I. Trump as a Conventionally Unconventional Candidate and President
The case for Trump as conventionally unconventional requires stepping back from
the surprise (or shock, depending on one’s view of the man) of his victory, and identifying
similarities between his victory and what he has shown so far about his governing style, and
earlier cases. No historical analogues will align perfectly, though they may (to cite a likely
apocryphal epigram from Mark Twain) rhyme.
One narrative is that the Republican victory in the 2012 presidential election should
not have been surprising, since it has proven difficult for the same party to win a third
consecutive term (George H.W. Bush was the most recent example in 1988; post-war
failures occurred in 1952, 1960, 1968, 1976, 2000, 2008, and now 2016). If this impulse for
change meant that whomever the Republican’s nominated had an advantage, the story is
more about the nomination process instead of the general election (indeed, Donald Trump
was widely believed to the weakest of the top tier candidates and the one that Clinton had
the best chance to beat).15 An emerging consensus view is that Clinton lost because rural
white voters abandoned the Democratic party in crucial states – Michigan, Pennsylvania,
Wisconsin, all of which had voted for Obama in 2008 and 2012. Even in traditionally
Democratic Minnesota, which had not voted for a Republican presidential candidate since
1972, Clinton’s victory margin over Trump (1.52%) was the smallest since the 1984
presidential election, in which Mondale won by 0.16%.

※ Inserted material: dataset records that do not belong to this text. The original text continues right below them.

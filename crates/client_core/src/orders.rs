use std::{
    sync::{Arc, Mutex, PoisonError},
    time::Duration,
};

use chrono::Utc;
use shared::{
    domain::{Address, CartItem, LocalOrder, Order, OrderId, UserId},
    protocol::PlaceOrderRequest,
};
use tracing::{debug, info};

use crate::{
    backend::CommerceBackend,
    broadcast::BroadcastCell,
    error::{ClientError, ClientResult},
    local_store::LocalStore,
    normalizer::{normalize_orders, DEFAULT_ORDER_STATUS},
    optimistic::{Mutation, MutationCoordinator},
    session::Session,
    status::StatusNotifier,
};

pub struct OrderService {
    backend: Arc<dyn CommerceBackend>,
    session: Arc<Session>,
    store: Arc<LocalStore<LocalOrder>>,
    coordinator: MutationCoordinator<Vec<LocalOrder>>,
}

impl OrderService {
    pub async fn open(
        backend: Arc<dyn CommerceBackend>,
        session: Arc<Session>,
        store: Arc<LocalStore<LocalOrder>>,
        status: Arc<StatusNotifier>,
    ) -> Self {
        let orders = store.load().await;
        debug!(count = orders.len(), "orders: local history loaded");
        let cell = Arc::new(BroadcastCell::new("orders", orders));
        Self {
            backend,
            session,
            store,
            coordinator: MutationCoordinator::new("orders", cell, status, Duration::ZERO),
        }
    }

    pub fn cell(&self) -> &Arc<BroadcastCell<Vec<LocalOrder>>> {
        self.coordinator.cell()
    }

    /// Orders this device placed for `user_id`, oldest first.
    pub fn history(&self, user_id: UserId) -> Vec<LocalOrder> {
        self.cell()
            .current()
            .iter()
            .filter(|order| order.user_id == user_id)
            .cloned()
            .collect()
    }

    /// Places an order for the current cart and records it locally.
    ///
    /// The order shows up in the history as pending immediately; it is
    /// persisted only once the backend accepts it. A failed history write is
    /// reported as an error even though the backend already has the order.
    pub async fn place_order(
        &self,
        items: &[CartItem],
        address: Option<&Address>,
    ) -> ClientResult<LocalOrder> {
        let user_id = self.session.require_user()?;
        if items.is_empty() {
            return Err(ClientError::validation("Your cart is empty"));
        }
        let address = address
            .ok_or_else(|| ClientError::validation("Please select or create a delivery address"))?;

        let local_id = OrderId(self.store.allocate_id());
        let pending = LocalOrder {
            id: local_id,
            user_id,
            status: DEFAULT_ORDER_STATUS.to_string(),
            items: items.to_vec(),
            total: items.iter().map(CartItem::line_total).sum(),
            address: Some(address.clone()),
            order_date: Utc::now(),
            pending: true,
        };

        let confirmed_slot: Arc<Mutex<Option<LocalOrder>>> = Arc::new(Mutex::new(None));
        let merge_slot = Arc::clone(&confirmed_slot);
        let backend = Arc::clone(&self.backend);
        let store = Arc::clone(&self.store);
        let request = PlaceOrderRequest {
            address_id: Some(address.id),
        };

        let mutation = Mutation::new(
            format!("place order for user {user_id}"),
            move |orders: &Vec<LocalOrder>| {
                let mut next = orders.clone();
                next.push(pending);
                next
            },
            move |_| {
                let backend = Arc::clone(&backend);
                let request = request.clone();
                async move { backend.place_order(user_id, &request).await }
            },
        )
        .entity(format!("order:{local_id}"))
        .revert(move |orders: &Vec<LocalOrder>| {
            orders
                .iter()
                .filter(|order| !(order.id == local_id && order.pending))
                .cloned()
                .collect()
        })
        .merge(move |orders: &Vec<LocalOrder>, placed| {
            orders
                .iter()
                .map(|order| {
                    if order.id != local_id || !order.pending {
                        return order.clone();
                    }
                    let confirmed = LocalOrder {
                        id: placed.order_id.unwrap_or(local_id),
                        status: placed
                            .status
                            .clone()
                            .filter(|s| !s.trim().is_empty())
                            .unwrap_or_else(|| DEFAULT_ORDER_STATUS.to_string()),
                        pending: false,
                        ..order.clone()
                    };
                    *merge_slot.lock().unwrap_or_else(PoisonError::into_inner) =
                        Some(confirmed.clone());
                    confirmed
                })
                .collect()
        })
        .after_commit(move |orders| async move {
            let settled: Vec<LocalOrder> =
                orders.iter().filter(|order| !order.pending).cloned().collect();
            store.save_all(&settled).await
        })
        .on_success("Order placed successfully!")
        .on_failure("Failed to place order");

        self.coordinator
            .submit(mutation)
            .settled()
            .await
            .into_result()?;

        let confirmed = confirmed_slot
            .lock()
            .unwrap_or_else(PoisonError::into_inner)
            .take()
            .ok_or_else(|| ClientError::Decode("placed order missing from history".into()))?;
        info!(%user_id, order_id = %confirmed.id, total = confirmed.total, "orders: placed");
        Ok(confirmed)
    }

    /// The backend's view of the current user's orders.
    pub async fn remote_history(&self) -> ClientResult<Vec<Order>> {
        let user_id = self.session.require_user()?;
        let raw = self.backend.order_history(user_id).await?;
        Ok(normalize_orders(&raw))
    }
}

#[cfg(test)]
#[path = "tests/orders_tests.rs"]
mod tests;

Issacharoff argues that in 2016 both the Democratic and Republican nomination
processes were the victims of “hostile takeovers” by candidates lacking even nominal
affiliation with the parties. Samuel Issacharoff, “Outsourcing Politics: The Hostile Takeovers
of Our Hollowed Out Political Parties,” NUY School of Law Public Law & Legal Theory
Research Paper Series, Working Paper no. 16-15, December 2016.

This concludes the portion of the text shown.